// SPDX-License-Identifier: AGPL-3.0-or-later
//
// Copyright (C) 2025 Daniel Negri
//
// This program is free software: you can redistribute it and/or modify
// it under the terms of the GNU Affero General Public License as published by
// the Free Software Foundation, either version 3 of the License, or
// (at your option) any later version.
//
// This program is distributed in the hope that it will be useful,
// but WITHOUT ANY WARRANTY; without even the implied warranty of
// MERCHANTABILITY or FITNESS FOR A PARTICULAR PURPOSE. See the
// GNU Affero General Public License for more details.
//
// You should have received a copy of the GNU Affero General Public License
// along with this program. If not, see <https://www.gnu.org/licenses/>.

use chrono::NaiveDate;
use clap::Parser;
use csv::{ReaderBuilder, Trim, Writer};
use rail_reservation_rs::{
    BookingId, BookingRequest, CapacityConfig, ClassId, Engine, EngineConfig, InMemoryCatalog,
    InventoryKey, PassengerId, PassengerRequest, Quota, StationId, TrainId, UserId,
};
use rust_decimal::Decimal;
use serde::{Deserialize, Serialize};
use std::collections::BTreeMap;
use std::fs::File;
use std::io::{BufReader, Read, Write};
use std::path::{Path, PathBuf};
use std::process;
use std::sync::Arc;
use tracing::{debug, error, warn};
use tracing_subscriber::EnvFilter;

/// Rail Reservation - Replay booking and cancellation CSVs
///
/// Loads train inventories, applies booking and cancellation operations in file order
/// and writes the resulting status of every passenger to stdout.
#[derive(Parser, Debug)]
#[command(name = "rail-reservation-rs")]
#[command(about = "Allocates train seats, RAC and waitlist from operation CSVs", long_about = None)]
struct Args {
    /// Path to CSV file with operations
    ///
    /// Expected format: type,request,user,train,class,date,quota,from,to,name,age,gender,fare,passenger
    /// Example: cargo run -- --inventory inventory.csv operations.csv > passengers.csv
    #[arg(value_name = "FILE")]
    input: PathBuf,

    /// Path to CSV file with inventories
    ///
    /// Expected format: train,class,date,quota,total_seats,rac_limit,waitlist_cap
    #[arg(long, value_name = "FILE")]
    inventory: PathBuf,

    /// Optional engine configuration file (TOML, YAML or JSON)
    #[arg(long, value_name = "FILE")]
    config: Option<PathBuf>,

    /// Keep the admitted passengers when part of a request cannot be waitlisted
    #[arg(long)]
    allow_partial: bool,
}

fn main() {
    tracing_subscriber::fmt()
        .with_env_filter(
            EnvFilter::try_from_default_env().unwrap_or_else(|_| "rail_reservation_rs=warn".into()),
        )
        .with_writer(std::io::stderr)
        .init();

    let args = Args::parse();

    let config = match EngineConfig::load(args.config.as_deref()) {
        Ok(config) => config,
        Err(e) => {
            error!("Error loading configuration: {}", e);
            process::exit(1);
        }
    };

    let catalog = match open(&args.inventory).and_then(|file| {
        load_catalog(BufReader::new(file)).map_err(|e| e.to_string())
    }) {
        Ok(catalog) => catalog,
        Err(e) => {
            error!("Error loading inventory: {}", e);
            process::exit(1);
        }
    };

    let file = match open(&args.input) {
        Ok(f) => f,
        Err(e) => {
            error!("{}", e);
            process::exit(1);
        }
    };

    let allow_partial = args.allow_partial || config.allow_partial_default;
    let engine = Engine::with_config(Arc::new(catalog), config);
    let bookings = match process_operations(&engine, BufReader::new(file), allow_partial) {
        Ok(bookings) => bookings,
        Err(e) => {
            error!("Error processing operations: {}", e);
            process::exit(1);
        }
    };

    if let Err(e) = engine.verify() {
        error!("Replay left the engine inconsistent: {}", e);
        process::exit(1);
    }

    if let Err(e) = write_passengers(&engine, &bookings, std::io::stdout()) {
        error!("Error writing output: {}", e);
        process::exit(1);
    }
}

fn open(path: &Path) -> Result<File, String> {
    File::open(path).map_err(|e| format!("Error opening file '{}': {}", path.display(), e))
}

/// Inventory CSV row.
#[derive(Debug, Deserialize)]
struct InventoryRecord {
    train: u32,
    class: u16,
    date: NaiveDate,
    quota: String,
    total_seats: u16,
    rac_limit: u32,
    waitlist_cap: u32,
}

/// Loads inventory capacities into a catalog. Malformed or duplicate rows are skipped.
pub fn load_catalog<R: Read>(reader: R) -> Result<InMemoryCatalog, csv::Error> {
    let catalog = InMemoryCatalog::new();
    let mut rdr = ReaderBuilder::new().trim(Trim::All).from_reader(reader);

    for result in rdr.deserialize::<InventoryRecord>() {
        let record = match result {
            Ok(record) => record,
            Err(e) => {
                warn!("Skipping malformed inventory row: {}", e);
                continue;
            }
        };
        let Ok(quota) = record.quota.parse::<Quota>() else {
            warn!("Skipping inventory row with unknown quota '{}'", record.quota);
            continue;
        };
        let key = InventoryKey::new(TrainId(record.train), ClassId(record.class), record.date, quota);
        let config = CapacityConfig::new(record.total_seats, record.rac_limit, record.waitlist_cap);
        if let Err(e) = catalog.register(key, config) {
            warn!("Skipping inventory {}: {}", key, e);
        }
    }

    Ok(catalog)
}

/// Operation CSV row.
///
/// `book` rows carry the inventory and passenger columns; `cancel` rows only need
/// `request` and the 1-based `passenger` index within that request.
#[derive(Debug, Deserialize)]
struct OperationRecord {
    #[serde(rename = "type")]
    op: String,
    request: u32,
    #[serde(default, deserialize_with = "csv::invalid_option")]
    user: Option<u32>,
    #[serde(default, deserialize_with = "csv::invalid_option")]
    train: Option<u32>,
    #[serde(default, deserialize_with = "csv::invalid_option")]
    class: Option<u16>,
    #[serde(default, deserialize_with = "csv::invalid_option")]
    date: Option<NaiveDate>,
    #[serde(default)]
    quota: Option<String>,
    #[serde(default, deserialize_with = "csv::invalid_option")]
    from: Option<u32>,
    #[serde(default, deserialize_with = "csv::invalid_option")]
    to: Option<u32>,
    #[serde(default)]
    name: Option<String>,
    #[serde(default, deserialize_with = "csv::invalid_option")]
    age: Option<u8>,
    #[serde(default)]
    gender: Option<String>,
    #[serde(default, deserialize_with = "csv::invalid_option")]
    fare: Option<Decimal>,
    #[serde(default, deserialize_with = "csv::invalid_option")]
    passenger: Option<usize>,
}

impl OperationRecord {
    fn key(&self) -> Option<InventoryKey> {
        let quota = self.quota.as_deref()?.parse::<Quota>().ok()?;
        Some(InventoryKey::new(
            TrainId(self.train?),
            ClassId(self.class?),
            self.date?,
            quota,
        ))
    }

    fn passenger_request(&self) -> Option<PassengerRequest> {
        let name = self.name.clone().filter(|n| !n.is_empty())?;
        let gender = self.gender.as_deref()?.parse().ok()?;
        Some(PassengerRequest::new(name, self.age?, gender))
    }
}

/// A booking request being assembled from consecutive `book` rows.
struct PendingRequest {
    id: u32,
    request: BookingRequest,
}

/// Outcome of a replayed request: its booking and passenger IDs in row order
/// (`None` for passengers dropped in partial mode).
#[derive(Debug, Clone)]
pub struct ReplayedBooking {
    pub booking_id: BookingId,
    pub passengers: Vec<Option<PassengerId>>,
}

/// Replays booking and cancellation operations from a CSV reader.
///
/// Rows are streamed; invalid rows and rejected operations are logged and skipped,
/// they never stop processing.
///
/// # Errors
///
/// Returns a CSV error only if the reader itself fails.
pub fn process_operations<R: Read>(
    engine: &Engine,
    reader: R,
    allow_partial: bool,
) -> Result<BTreeMap<u32, ReplayedBooking>, csv::Error> {
    let mut rdr = ReaderBuilder::new()
        .trim(Trim::All)
        .flexible(true)
        .has_headers(true)
        .from_reader(reader);

    let mut replayed = BTreeMap::new();
    let mut pending: Option<PendingRequest> = None;

    for result in rdr.deserialize::<OperationRecord>() {
        let record = match result {
            Ok(record) => record,
            Err(e) => {
                debug!("Skipping malformed row: {}", e);
                continue;
            }
        };

        match record.op.to_lowercase().as_str() {
            "book" => {
                let (Some(key), Some(passenger)) = (record.key(), record.passenger_request())
                else {
                    debug!("Skipping incomplete book row for request {}", record.request);
                    continue;
                };
                let fare = record.fare.unwrap_or(Decimal::ZERO);

                if let Some(p) = pending
                    .as_mut()
                    .filter(|p| p.id == record.request && p.request.key == key)
                {
                    p.request.total_fare += fare;
                    p.request.passengers.push(passenger);
                    continue;
                }

                flush(engine, pending.take(), allow_partial, &mut replayed);
                pending = Some(PendingRequest {
                    id: record.request,
                    request: BookingRequest {
                        user_id: UserId(record.user.unwrap_or_default()),
                        key,
                        from: StationId(record.from.unwrap_or_default()),
                        to: StationId(record.to.unwrap_or_default()),
                        total_fare: fare,
                        passengers: vec![passenger],
                    },
                });
            }
            "cancel" => {
                flush(engine, pending.take(), allow_partial, &mut replayed);
                cancel(engine, &record, &replayed);
            }
            other => debug!("Skipping unknown operation '{}'", other),
        }
    }
    flush(engine, pending.take(), allow_partial, &mut replayed);

    Ok(replayed)
}

fn flush(
    engine: &Engine,
    pending: Option<PendingRequest>,
    allow_partial: bool,
    replayed: &mut BTreeMap<u32, ReplayedBooking>,
) {
    let Some(PendingRequest { id, request }) = pending else {
        return;
    };
    if replayed.contains_key(&id) {
        warn!("Skipping request {}: request ID already used", id);
        return;
    }
    match engine.submit_booking(request, allow_partial) {
        Ok(result) => {
            replayed.insert(
                id,
                ReplayedBooking {
                    booking_id: result.booking_id,
                    passengers: result.outcomes.iter().map(|o| o.passenger_id()).collect(),
                },
            );
        }
        Err(e) => warn!("Request {} not booked: {}", id, e),
    }
}

fn cancel(engine: &Engine, record: &OperationRecord, replayed: &BTreeMap<u32, ReplayedBooking>) {
    let Some(booking) = replayed.get(&record.request) else {
        warn!("Skipping cancel: request {} was never booked", record.request);
        return;
    };

    let result = match record.passenger {
        Some(index) => {
            let Some(passenger_id) = index
                .checked_sub(1)
                .and_then(|i| booking.passengers.get(i))
                .copied()
                .flatten()
            else {
                warn!(
                    "Skipping cancel: request {} has no admitted passenger {}",
                    record.request, index
                );
                return;
            };
            engine.cancel_passenger(booking.booking_id, passenger_id)
        }
        None => engine.cancel_booking(booking.booking_id),
    };

    if let Err(e) = result {
        warn!("Cancel for request {} failed: {}", record.request, e);
    }
}

/// Passenger status output row.
#[derive(Debug, Serialize)]
struct PassengerRow {
    request: u32,
    pnr: String,
    passenger: u64,
    name: String,
    booking_status: String,
    current_status: String,
}

/// Writes one row per admitted passenger, in request order.
///
/// # CSV Format
///
/// Columns: `request, pnr, passenger, name, booking_status, current_status`
///
/// # Example
///
/// ```csv
/// request,pnr,passenger,name,booking_status,current_status
/// 1,4210000001,1,Meera,CNF 1,CAN
/// 1,4210000001,2,Arjun,RAC 1,CNF 1
/// ```
///
/// # Errors
///
/// Returns a CSV error if writing fails.
pub fn write_passengers<W: Write>(
    engine: &Engine,
    bookings: &BTreeMap<u32, ReplayedBooking>,
    writer: W,
) -> Result<(), csv::Error> {
    let mut wtr = Writer::from_writer(writer);

    for (request, replayed) in bookings {
        let Some(booking) = engine.get_booking(replayed.booking_id) else {
            continue;
        };
        for passenger in &booking.passengers {
            wtr.serialize(PassengerRow {
                request: *request,
                pnr: booking.pnr.to_string(),
                passenger: passenger.id.0,
                name: passenger.name.clone(),
                booking_status: passenger.booking_status.to_string(),
                current_status: passenger.current_status.to_string(),
            })?;
        }
    }

    wtr.flush()?;
    Ok(())
}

WHAT YOU SHOULD DO: Repeat the records above line by line, from the first line through the line that contains "implied warranty of".

TASK RESPONSE:
// SPDX-License-Identifier: AGPL-3.0-or-later
//
// Copyright (C) 2025 Daniel Negri
//
// This program is free software: you can redistribute it and/or modify
// it under the terms of the GNU Affero General Public License as published by
// the Free Software Foundation, either version 3 of the License, or
// (at your option) any later version.
//
// This program is distributed in the hope that it will be useful,
// but WITHOUT ANY WARRANTY; without even the implied warranty of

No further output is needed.